The Curse: L'exposition photos entièrement consacrée aux... menstruations

par
Laura
Temps de lecture 3 min.

Rarement l'art s'est aventuré sur le terrain des règles. "Tout au plus quelques allusions ça et là", constate la photographe Marianne Rosenstiehl qui a posé un regard personnel et pudique sur ce rendez-vous intime qu'ont les femmes avec elles-mêmes. "À l'origine, il y a une interrogation, celle que j'avais depuis mon adolescence à propos de l'invisibilité du sang féminin", raconte à l'AFP Marianne Rosenstiehl qui expose à la galerie "Le Petit espace", à Paris, jusqu'au 24 décembre, une série de clichés consacrés aux cycles menstruels des femmes. "En préparant ce travail, je me suis rendue compte à quel point l'absence de représentation de ce thème était criante, à en devenir suspecte", ajoute la photographe, portraitiste de renom qui a travaillé pour les agences Sygma et H&K.

Un tabou religieux

Pourquoi les règles sont-elles si occultées dans notre univers culturel, exception faite de publicités qui continuent de verser du liquide bleu sur des serviettes blanches...? Alors que l'hémoglobine coule à flots à la télé et au cinéma. "À cause des religions dont la plupart ont inventé des lois pour mettre à l'écart la femme considérée comme impure, voire maléfique, pendant ses règles", explique l'artiste qui dit avoir étudié les travaux d'historiens de l'art et d'anthropologues pour entreprendre sa démarche. "Des millénaires d'obscurantisme qui ont rendu tabou un sujet pourtant ô combien naturel". Et qui fait qu'aujourd'hui encore, des femmes de tous pays vivent leurs règles comme une épreuve, une punition, une souillure. D'où le nom donné à l'exposition, le même que certaines femmes anglaises donnent à leurs menstruations, "The curse", la malédiction.
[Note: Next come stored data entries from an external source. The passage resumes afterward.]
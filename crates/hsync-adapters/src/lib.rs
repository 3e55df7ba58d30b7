//! Source and destination adapter contracts plus their implementations.
//!
//! The reconciliation engine only talks to [`SourceAdapter`] and
//! [`DestinationAdapter`]; Garmin Connect and Notion are the production
//! implementations, the fixture source and in-memory destination back tests
//! and offline runs.

use async_trait::async_trait;
use chrono::{DateTime, NaiveDate, Utc};
use hsync_core::{
    ColumnSpec, ColumnWriteSet, ContainerCatalog, DailyMetricRecord, DestinationRecord,
    FilterPredicate, MetricFamily, WriteTarget,
};
use hsync_storage::HttpError;
use serde::{Deserialize, Serialize};
use thiserror::Error;

pub mod dry_run;
pub mod fixture;
pub mod garmin;
pub mod memory;
pub mod notion;

pub use dry_run::DryRunDestination;
pub use fixture::FixtureSource;
pub use garmin::{GarminConfig, GarminSource, OAuth2Token};
pub use memory::MemoryDestination;
pub use notion::{NotionConfig, NotionDestination, DEFAULT_NOTION_VERSION};

pub const CRATE_NAME: &str = "hsync-adapters";

/// Authenticated source session established once per run.
#[derive(Debug, Clone, PartialEq, Eq, Serialize, Deserialize)]
pub struct SourceSession {
    /// Account handle some per-user endpoints are addressed by.
    pub display_name: Option<String>,
    pub established_at: DateTime<Utc>,
}

impl SourceSession {
    pub fn anonymous() -> Self {
        Self {
            display_name: None,
            established_at: Utc::now(),
        }
    }
}

#[derive(Debug, Error)]
pub enum SourceError {
    #[error("source authentication failed: {0}")]
    Auth(String),
    #[error("no {family} data for {date}")]
    NoData { family: MetricFamily, date: NaiveDate },
    #[error("malformed source payload: {0}")]
    Malformed(String),
    #[error(transparent)]
    Http(#[from] HttpError),
    #[error("{context}: {source}")]
    Io {
        context: String,
        #[source]
        source: std::io::Error,
    },
}

#[async_trait]
pub trait SourceAdapter: Send + Sync {
    fn source_id(&self) -> &'static str;

    async fn login(&self) -> Result<SourceSession, SourceError>;

    async fn fetch_metrics(
        &self,
        session: &SourceSession,
        family: MetricFamily,
        date: NaiveDate,
    ) -> Result<DailyMetricRecord, SourceError>;
}

#[derive(Debug, Error)]
pub enum DestinationError {
    #[error("destination API error {status} ({code}): {message}")]
    Api {
        status: u16,
        code: String,
        message: String,
    },
    #[error("container {container_id} exposes no data source; use the original database, not a linked view")]
    NoDataSource { container_id: String },
    #[error("unknown container {0}")]
    UnknownContainer(String),
    #[error("malformed destination response: {0}")]
    Malformed(String),
    #[error(transparent)]
    Transport(HttpError),
}

impl From<HttpError> for DestinationError {
    fn from(err: HttpError) -> Self {
        match (err.status(), err.body_json()) {
            (Some(status), Some(body)) => DestinationError::Api {
                status,
                code: body
                    .get("code")
                    .and_then(|v| v.as_str())
                    .unwrap_or("unknown")
                    .to_string(),
                message: body
                    .get("message")
                    .and_then(|v| v.as_str())
                    .unwrap_or_default()
                    .to_string(),
            },
            (Some(status), None) => DestinationError::Api {
                status,
                code: "unknown".to_string(),
                message: err.to_string(),
            },
            _ => DestinationError::Transport(err),
        }
    }
}

#[async_trait]
pub trait DestinationAdapter: Send + Sync {
    /// Column catalog of a container plus the target records are written to.
    async fn retrieve_schema(&self, container_id: &str) -> Result<ContainerCatalog, DestinationError>;

    /// Records matching every predicate.
    async fn query(
        &self,
        target: &WriteTarget,
        filter: &[FilterPredicate],
    ) -> Result<Vec<DestinationRecord>, DestinationError>;

    /// Creates a record and returns its id.
    async fn create(
        &self,
        target: &WriteTarget,
        properties: &ColumnWriteSet,
        icon: Option<&str>,
    ) -> Result<String, DestinationError>;

    async fn update(&self, record_id: &str, properties: &ColumnWriteSet) -> Result<(), DestinationError>;

    /// Adds columns to the container schema.
    async fn add_columns(&self, target: &WriteTarget, columns: &[ColumnSpec]) -> Result<(), DestinationError>;
}

#[cfg(test)]
mod tests {
    use super::*;

    #[test]
    fn http_status_errors_become_api_errors() {
        let err = HttpError::Status {
            status: 400,
            url: "https://api.notion.com/v1/pages".into(),
            body: r#"{"object":"error","code":"validation_error","message":"Score is not a property that exists."}"#.into(),
        };
        match DestinationError::from(err) {
            DestinationError::Api { status, code, message } => {
                assert_eq!(status, 400);
                assert_eq!(code, "validation_error");
                assert!(message.contains("Score"));
            }
            other => panic!("unexpected {other:?}"),
        }
    }

    #[test]
    fn non_json_error_body_keeps_status() {
        let err = HttpError::Status {
            status: 502,
            url: "https://api.notion.com/v1/pages".into(),
            body: "<html>bad gateway</html>".into(),
        };
        assert!(matches!(
            DestinationError::from(err),
            DestinationError::Api { status: 502, .. }
        ));
    }
}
Mais le travail de Marianne Rosenstiehl n'est pas un manifeste et son propos n'est pas de s'indigner. Même si, dans certains pays, des jeunes filles ne vont pas à l'école pendant leurs règles. "Pour chaque image, un travail de maturation m'a permis de me libérer de toute tentation militante", explique-t-elle. Juste le désir "de proposer une représentation contemporaine qui puisse permettre à chacun de voir et de réfléchir sur le sujet", confie-t-elle. Le résultat: vingt-quatre images poétiques qui explorent les règles des femmes, du sang adolescent jusqu'à la ménopause. Dans "Premier rendez-vous chez le gynécologue", une jeune fille, encore une enfant, est simplement assise dans une salle d'attente. "Le message qui va lui être transmis à ce moment de sa vie est déterminant. Il va conditionner son rapport au corps, le fait qu'elle en soit fière ou honteuse", justifie Marianne Rosenstiehl.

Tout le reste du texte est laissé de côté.